14. The grandchildren themselves, it is submitted, would benefit from support from their extended family.

 

15. It is submitted that were the Appellant's spouse to be obliged to return to Nigeria she would not be able to provide such support so she would have to choose between her husband and her grandchildren."

 

58.       I was surprised to read these submissions, as it is plain that they could not properly have been made, especially in view of the fact that the author of the grounds was Ms Delbourgo who appeared before Judge Rayner and who therefore ought to have been aware that paras 12-15 of the grounds amounted to pure speculation and supposition as there was no such evidence before Judge Rayner.

59.       There is therefore no substance at all in the submissions at paras 16 and 17 of the grounds in relation to ground 2, that Judge Rayner erred in failing to consider the best interests of the sponsor's grandchildren in his consideration of whether the appellant satisfied the requirements of para 276ADE(1) or whether there were insurmountable obstacles to family life between the appellant and the sponsor continuing outside the United Kingdom or whether there were exceptional circumstances.

60.       For the reasons given above, I reject paras 9-12 of the appellant's submissions dated 2 July 2020 in relation to ground 2. There is no foundation at all to ground 2.

61.       Ground 3 contends that Judge Rayner failed to give " due regard" to s.117B of the Nationality, Immigration and Asylum Act 2002 (the "2002 Act") by " not taking due account of economic considerations". Paras 18-27 of the grounds begin by referring to Judge Clarke's decision, including paras 27 and 33 thereof, to the effect that the sponsor has been providing financial support to three households out of her earnings as a nurse whereas she gave evidence to Judge Rayner that she would not now be able to find a job in Nigeria due to her age and the appellant gave evidence that he did not now have financial resources to set himself up in Nigeria. Paras 21, 22 and 27 of the grounds then state:

"21. It is submitted that although the Appellant and his wife might have been welcomed in Nigeria as benefactors that would not necessarily be the case if they now returned as supplicants.

 

22. The Appellant's spouse may feel constrained to remain in the UK for financial reasons at some cost to her emotional well-being just as Judge Clarke noted at paragraph 26 of his judgment that the demands of her job meant she had previously to forgo custody of her younger children.

 

27. Moreover, as the Appellant's spouse has been providing financial support in the UK to her ex-husband and adult child, were she to accompany the Appellant if he was obliged to return to Nigeria, then, it would increase the possibility that those others she had been supporting in the UK would become a burden on the state. "

 

62.       Para 14 of the appellant's submissions dated 2 July 2020 also refer to the sponsor providing support for several households. However, there was no evidence before Judge Rayner that, as at the date of the hearing before him, the sponsor continued to provide financial support to her adult children.

63.       It is self-evident that paras 21 and 22 of the grounds are based on supposition and speculation and/or amount to an attempt to re-argue the decision of Judge Rayner.

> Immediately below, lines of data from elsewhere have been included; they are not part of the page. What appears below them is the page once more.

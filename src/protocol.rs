// Message types exchanged between the session controller and the TUI.

use crate::api::FetchError;
use crate::board::{Category, RevealState};

// ---------------------------------------------------------------------------
// Board snapshots
// ---------------------------------------------------------------------------

/// What a single board cell currently displays.
#[derive(Debug, Clone, PartialEq, Eq)]
pub struct CellView {
    pub text: String,
    pub reveal: RevealState,
}

/// A render-ready copy of the board: one title per category column and
/// rows x columns cell views, addressed as `cells[row][col]`.
#[derive(Debug, Clone, PartialEq, Eq)]
pub struct BoardSnapshot {
    pub titles: Vec<String>,
    pub cells: Vec<Vec<CellView>>,
}

impl BoardSnapshot {
    pub fn columns(&self) -> usize {
        self.titles.len()
    }

    pub fn rows(&self) -> usize {
        self.cells.len()
    }

    /// Count of cells showing their answer and total cell count.
    pub fn answered_counts(&self) -> (usize, usize) {
        let answered = self
            .cells
            .iter()
            .flatten()
            .filter(|c| c.reveal == RevealState::Answer)
            .count();
        (answered, self.columns() * self.rows())
    }
}

// ---------------------------------------------------------------------------
// Commands and updates
// ---------------------------------------------------------------------------

/// User intent, sent from the TUI to the session controller.
#[derive(Debug, Clone, Copy, PartialEq, Eq)]
pub enum UserCommand {
    /// Activate the board cell at (column, row).
    Activate { col: usize, row: usize },
    /// Discard the current board and start a fresh load.
    Restart,
    /// Shut down.
    Quit,
}

/// State change, pushed from the session controller to the TUI.
#[derive(Debug, Clone, PartialEq, Eq)]
pub enum UiUpdate {
    /// A load is in flight; show the loading view.
    Loading,
    /// A load completed; replace the rendered board wholesale.
    BoardReady(Box<BoardSnapshot>),
    /// A load failed; show the error view with this message.
    LoadFailed(String),
    /// A single cell's clue advanced its reveal state.
    CellRevealed {
        col: usize,
        row: usize,
        cell: CellView,
    },
}

/// Completion report from a spawned load task.
#[derive(Debug)]
pub enum LoadEvent {
    Finished {
        /// The load generation this result belongs to. Results from a
        /// superseded generation are discarded.
        generation: u64,
        result: Result<Vec<Category>, FetchError>,
    },
}

// ---------------------------------------------------------------------------
// Tests
// ---------------------------------------------------------------------------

64.       There is no foundation at all for the assertion that Judge Rayner failed to take into account " economic considerations" because the said " economic considerations" are in fact mere suppositions and speculation, which is surprising given that Ms Delbourgo appeared before Judge Rayner and was the author of the grounds.

65.       Para 26 of the grounds contends that Judge Rayner failed to note that Judge Clarke had interpreted s.117B as to financial independence incorrectly, in that, he penalised the appellant for not being financially independent but was instead dependent upon his wife. Para 26 of the grounds draws attention to the fact that the Supreme Court's decision in Rhuppiah v SSHD [2018] UKSC 58 was a change in the law since the decision of Judge Clarke.

66.       However, this submission simply ignores the fact that Judge Rayner did not make that error. He specifically said, at para 33 of his decision, that the appellant is not reliant on public funds as his wife supports him.

67.       I therefore reject ground 3.

68.       I turn to ground 4.

69.       The reader would be forgiven for not understanding ground 4 as described at para 2(iv) of the grounds - see my para 31(iv) above. Paras 29-38 of the grounds explain ground 4 under the heading " Different legal context". In effect, it is contended as follows:

(i) The appeal before Judge Clarke was a free-standing Article 8 appeal. This was because the application to which that appeal related was an application for leave to remain as a parent but Judge Clarke found that the appellant was not a parent of a child under the age of 18 and therefore he could not succeed under the parent route.

(ii) The appeal before Judge Rayner was an appeal that related to an application for leave to remain as spouse. The respondent had accepted that the appellant satisfied the suitability requirements as well as the requirements as to eligible relationship and the financial eligibility requirement. Whilst the respondent did not accept that the appellant met the English language requirement, Judge Rayner accepted at para 33 that the appellant was proficient in English. Accordingly, " the only infraction" in the instant appeal was the immigration status requirement. In this regard, the appellant's immigration history shows that his periods of overstaying were " relatively minor".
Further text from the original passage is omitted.